WORK ITEM. Would you count how many lines of the entries below include the word "Clone"? Give nothing but the number.

RECORDS FOR THIS EXERCISE.
/// Map Persian (`۰`–`۹`) and Arabic-Indic (`٠`–`٩`) digits to ASCII.
///
/// All other characters pass through unchanged.
pub fn normalize_digits(input: &str) -> String {
    input.chars().map(to_ascii_digit).collect()
}

/// Normalize digits, then keep only ASCII digits.
pub fn ascii_digits(input: &str) -> String {
    input
        .chars()
        .map(to_ascii_digit)
        .filter(char::is_ascii_digit)
        .collect()
}

fn to_ascii_digit(c: char) -> char {
    let base = match c {
        '\u{06F0}'..='\u{06F9}' => 0x06F0,
        '\u{0660}'..='\u{0669}' => 0x0660,
        _ => return c,
    };
    char::from_digit(c as u32 - base, 10).unwrap_or(c)
}
use chrono::Utc;

use super::error::FaktorError;
use super::types::Service;

/// Invoice number generator producing `{prefix}{year}-{n}`, e.g.
/// `INV-1403-001`.
///
/// Uniqueness across an owner's stored invoices is the storage layer's job;
/// [`resume_after`](Self::resume_after) continues after the highest number
/// already issued so a fresh session does not reuse one.
#[derive(Debug, Clone, PartialEq, Eq)]
pub struct InvoiceNumberSequence {
    prefix: String,
    year: i32,
    last_issued: u64,
    width: usize,
}

impl InvoiceNumberSequence {
    /// A sequence whose first number is 1.
    pub fn new(prefix: impl Into<String>, year: i32) -> Self {
        Self {
            prefix: prefix.into(),
            year,
            last_issued: 0,
            width: 3,
        }
    }

    /// Zero-padding width of the counter (default 3).
    pub fn with_width(mut self, width: usize) -> Self {
        self.width = width;
        self
    }

    /// Continue after the highest counter found among `existing` numbers of
    /// this prefix and year. Numbers of other years or prefixes are ignored.
    pub fn resume_after<'a>(mut self, existing: impl IntoIterator<Item = &'a str>) -> Self {
        let highest = existing
            .into_iter()
            .filter_map(|n| self.counter_of(n))
            .max()
            .unwrap_or(0);
        self.last_issued = self.last_issued.max(highest);
        self
    }

    /// Issue the next number.
    pub fn issue(&mut self) -> Result<String, FaktorError> {
        let next = self.next_counter()?;
        self.last_issued = next;
        Ok(self.render(next))
    }

    /// The number [`issue`](Self::issue) would return, without consuming it.
    pub fn peek(&self) -> Result<String, FaktorError> {
        Ok(self.render(self.next_counter()?))
    }

    fn next_counter(&self) -> Result<u64, FaktorError> {
        self.last_issued.checked_add(1).ok_or_else(|| {
            FaktorError::Numbering(format!(
                "counter for {}{} is exhausted",
                self.prefix, self.year
            ))
        })
    }

    pub fn year(&self) -> i32 {
        self.year
    }

    /// Switch to a later year; the counter restarts at 1.
    pub fn advance_year(&mut self, year: i32) -> Result<(), FaktorError> {
        if year <= self.year {
            return Err(FaktorError::Numbering(format!(
                "year {year} is not after current year {}",
                self.year
            )));
        }
        self.year = year;
        self.last_issued = 0;
        Ok(())
    }

    /// Counter part of `number` if it belongs to this prefix and year.
    pub fn counter_of(&self, number: &str) -> Option<u64> {
        let rest = number.trim().strip_prefix(self.prefix.as_str())?;
        let counter = rest.strip_prefix(&format!("{}-", self.year))?;
        if counter.is_empty() || !counter.bytes().all(|b| b.is_ascii_digit()) {
            return None;
        }
        counter.parse().ok()
    }

    fn render(&self, n: u64) -> String {
        format!(
            "{}{}-{:0>width$}",
            self.prefix,
            self.year,
            n,
            width = self.width
        )
    }
}

/// Source of service ids, unique within an invoice and strictly increasing.
///
/// Ids may be derived from a millisecond clock; a clock that stalls or runs
/// backwards still yields increasing ids.
#[derive(Debug, Clone, Default, PartialEq, Eq)]
pub struct ServiceIdSource {
    last: u64,
}

impl ServiceIdSource {
    pub fn new() -> Self {
        Self::default()
    }

    /// Continue after `last`, e.g. a high-water mark kept by storage.
    pub fn starting_after(last: u64) -> Self {
        Self { last }
    }

    /// Continue after the highest id already present in `services`.
    pub fn after(services: &[Service]) -> Self {
        Self::starting_after(services.iter().map(|s| s.id).max().unwrap_or(0))
    }

    /// Next counter id.
    pub fn next_id(&mut self) -> Result<u64, FaktorError> {
        self.last = self.successor()?;
        Ok(self.last)
    }

    /// Next id derived from `now_millis`, bumped past the previous id if the
    /// clock has not advanced.
    pub fn next_at(&mut self, now_millis: u64) -> Result<u64, FaktorError> {
        self.last = now_millis.max(self.successor()?);
        Ok(self.last)
    }

    /// Next id derived from the system clock.
    pub fn next_timestamped(&mut self) -> Result<u64, FaktorError> {
        let now = u64::try_from(Utc::now().timestamp_millis()).unwrap_or(0);
        self.next_at(now)
    }

    fn successor(&self) -> Result<u64, FaktorError> {
        self.last
            .checked_add(1)
            .ok_or_else(|| FaktorError::Numbering(format!("no service id after {}", self.last)))
    }
}

#[cfg(test)]
mod tests {
    use super::*;
    use rust_decimal_macros::dec;

    #[test]
    fn sequential_numbering() {
        let mut seq = InvoiceNumberSequence::new("INV-", 1403);
        assert_eq!(seq.issue().unwrap(), "INV-1403-001");
        assert_eq!(seq.issue().unwrap(), "INV-1403-002");
    }

    #[test]
    fn peek_does_not_consume() {
        let mut seq = InvoiceNumberSequence::new("INV-", 1403);
        assert_eq!(seq.peek().unwrap(), "INV-1403-001");
        assert_eq!(seq.peek().unwrap(), "INV-1403-001");
        assert_eq!(seq.issue().unwrap(), "INV-1403-001");
        assert_eq!(seq.peek().unwrap(), "INV-1403-002");
    }

    #[test]
    fn resumes_after_highest_existing() {
        let existing = [
            "INV-1403-007",
            "INV-1403-012",
            "INV-1402-090",
            "Q-1403-500",
            "INV-1403-x",
        ];
        let mut seq = InvoiceNumberSequence::new("INV-", 1403).resume_after(existing);
        assert_eq!(seq.issue().unwrap(), "INV-1403-013");
    }

    #[test]
    fn counter_grows_past_width() {
        let mut seq = InvoiceNumberSequence::new("F", 1403)
            .with_width(2)
            .resume_after(["F1403-99"]);
        assert_eq!(seq.issue().unwrap(), "F1403-100");
    }

    #[test]
    fn year_advance() {
        let mut seq = InvoiceNumberSequence::new("INV-", 1403);
        seq.issue().unwrap();
        seq.advance_year(1404).unwrap();
        assert_eq!(seq.issue().unwrap(), "INV-1404-001");
        assert!(seq.advance_year(1404).is_err());
        assert!(seq.advance_year(1399).is_err());
    }

    #[test]
    fn counter_ids_increase() {
        let mut ids = ServiceIdSource::new();
        assert_eq!(ids.next_id().unwrap(), 1);
        assert_eq!(ids.next_id().unwrap(), 2);
    }

    #[test]
    fn timestamp_ids_survive_clock_regression() {
        let mut ids = ServiceIdSource::new();
        assert_eq!(ids.next_at(1_700_000_000_000).unwrap(), 1_700_000_000_000);
        assert_eq!(ids.next_at(1_700_000_000_000).unwrap(), 1_700_000_000_001);
        assert_eq!(ids.next_at(1_699_999_999_000).unwrap(), 1_700_000_000_002);
        assert_eq!(ids.next_at(1_700_000_000_500).unwrap(), 1_700_000_000_500);
    }

    #[test]
    fn resumes_after_existing_services() {
        let services = [
            Service {
                id: 41,
                description: "Design".into(),
                additional_description: None,
                quantity: dec!(1),
                price: dec!(100),
            },
            Service {
                id: 7,
                description: "Print".into(),
                additional_description: None,
                quantity: dec!(1),
                price: dec!(100),
            },
        ];
        assert_eq!(ServiceIdSource::after(&services).next_id().unwrap(), 42);
    }

    #[test]
    fn exhausted_counter_is_an_error() {
        let last = format!("INV-1403-{}", u64::MAX);
        let mut seq = InvoiceNumberSequence::new("INV-", 1403).resume_after([last.as_str()]);
        assert!(matches!(seq.peek(), Err(FaktorError::Numbering(_))));
        assert!(matches!(seq.issue(), Err(FaktorError::Numbering(_))));
        // A new year starts a fresh counter.
        seq.advance_year(1404).unwrap();
        assert_eq!(seq.issue().unwrap(), "INV-1404-001");
    }

    #[test]
    fn last_counter_value_is_still_issued() {
        let last = format!("INV-1403-{}", u64::MAX - 1);
        let mut seq = InvoiceNumberSequence::new("INV-", 1403).resume_after([last.as_str()]);
        assert_eq!(seq.issue().unwrap(), format!("INV-1403-{}", u64::MAX));
        assert!(seq.issue().is_err());
    }

    #[test]
    fn exhausted_ids_are_an_error() {
        let mut ids = ServiceIdSource::starting_after(u64::MAX - 1);
        assert_eq!(ids.next_id().unwrap(), u64::MAX);
        assert!(matches!(ids.next_id(), Err(FaktorError::Numbering(_))));
        assert!(matches!(ids.next_at(u64::MAX), Err(FaktorError::Numbering(_))));
        assert!(ids.next_timestamped().is_err());
    }

    #[test]
    fn clock_at_max_is_used_once() {
        let mut ids = ServiceIdSource::new();
        assert_eq!(ids.next_at(u64::MAX).unwrap(), u64::MAX);
        assert!(ids.next_at(0).is_err());
    }
}
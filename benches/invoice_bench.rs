use criterion::{Criterion, black_box, criterion_group, criterion_main};
use rust_decimal::Decimal;
use rust_decimal_macros::dec;

use faktor::banks;
use faktor::core::*;
use faktor::identifiers;

fn build_invoice(lines: u64) -> Invoice {
    let mut builder = InvoiceBuilder::new("INV-1403-900", "1403/07/22")
        .customer(
            CustomerBuilder::new("Benchmark Co.")
                .phone("09123456789")
                .build(),
        )
        .payment_info(
            PaymentInfoBuilder::new("6037-9912-3456-7893", "Ali Rezaei")
                .iban("IR062960000000100324200001")
                .build(),
        )
        .discount(dec!(5))
        .tax(dec!(9));

    for i in 1..=lines {
        builder = builder.add_service(
            ServiceBuilder::new(
                i,
                format!("Service item {i}"),
                dec!(3),
                Decimal::from(i * 12_500),
            )
            .build(),
        );
    }
    builder.build_unchecked()
}

fn bench_build_invoice(c: &mut Criterion) {
    c.bench_function("build_invoice_10_lines", |b| {
        b.iter(|| black_box(build_invoice(10)));
    });
}

fn bench_validate(c: &mut Criterion) {
    let invoice = build_invoice(10);
    c.bench_function("validate_invoice_10_lines", |b| {
        b.iter(|| black_box(validate_invoice(black_box(&invoice))));
    });
}

fn bench_totals(c: &mut Criterion) {
    let invoice = build_invoice(10);
    c.bench_function("totals_10_lines", |b| {
        b.iter(|| black_box(black_box(&invoice).totals()));
    });
}

fn bench_totals_1000_lines(c: &mut Criterion) {
    let invoice = build_invoice(1000);
    c.bench_function("totals_1000_lines", |b| {
        b.iter(|| black_box(black_box(&invoice).totals()));
    });
}

fn bench_card_checks(c: &mut Criterion) {
    c.bench_function("card_luhn", |b| {
        b.iter(|| {
            black_box(identifiers::is_valid_iranian_card(black_box(
                "6037-9912-3456-7893",
            )))
        });
    });
    c.bench_function("iban_mod97", |b| {
        b.iter(|| {
            black_box(identifiers::is_valid_iranian_iban(black_box(
                "IR062960000000100324200001",
            )))
        });
    });
}

fn bench_detect_bank(c: &mut Criterion) {
    c.bench_function("detect_bank_single", |b| {
        b.iter(|| black_box(banks::detect_bank(black_box("6104331234567890"))));
    });
    c.bench_function("detect_bank_shared_prefix", |b| {
        b.iter(|| black_box(banks::detect_bank(black_box("6393471234567890"))));
    });
}

criterion_group!(
    benches,
    bench_build_invoice,
    bench_validate,
    bench_totals,
    bench_totals_1000_lines,
    bench_card_checks,
    bench_detect_bank,
);
criterion_main!(benches);
use faktor::banks;
use faktor::identifiers::*;

fn main() {
    let cards = [
        "6037-9912-3456-7893",
        "6037-7012-3456-7896",
        "6219 8612 3456 7898",
        "۶۱۰۴۳۳۱۲۳۴۵۶۷۸۹۰",
        "6037-9912-3456-7894",
        "1234-5678-9012-3452",
    ];

    for card in cards {
        let valid = if is_valid_iranian_card(card) { "valid" } else { "invalid" };
        let bank = banks::detect_bank(card).map_or("unknown bank", |b| b.bank);
        println!("{:<22} {:<8} {}", mask_card_number(card), valid, bank);
    }

    println!();
    for iban in ["IR050170000000123456789012", "IR062960000000100324200002"] {
        match banks::detect_bank_from_iban(iban) {
            Some(b) => println!("{}  {} ({})", format_iban(iban), b.bank, b.bank_fa),
            None if is_valid_iranian_iban(iban) => {
                println!("{}  valid, bank code not listed", format_iban(iban))
            }
            None => println!("{}  invalid", format_iban(iban)),
        }
    }
}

SOLVED EXERCISE. 2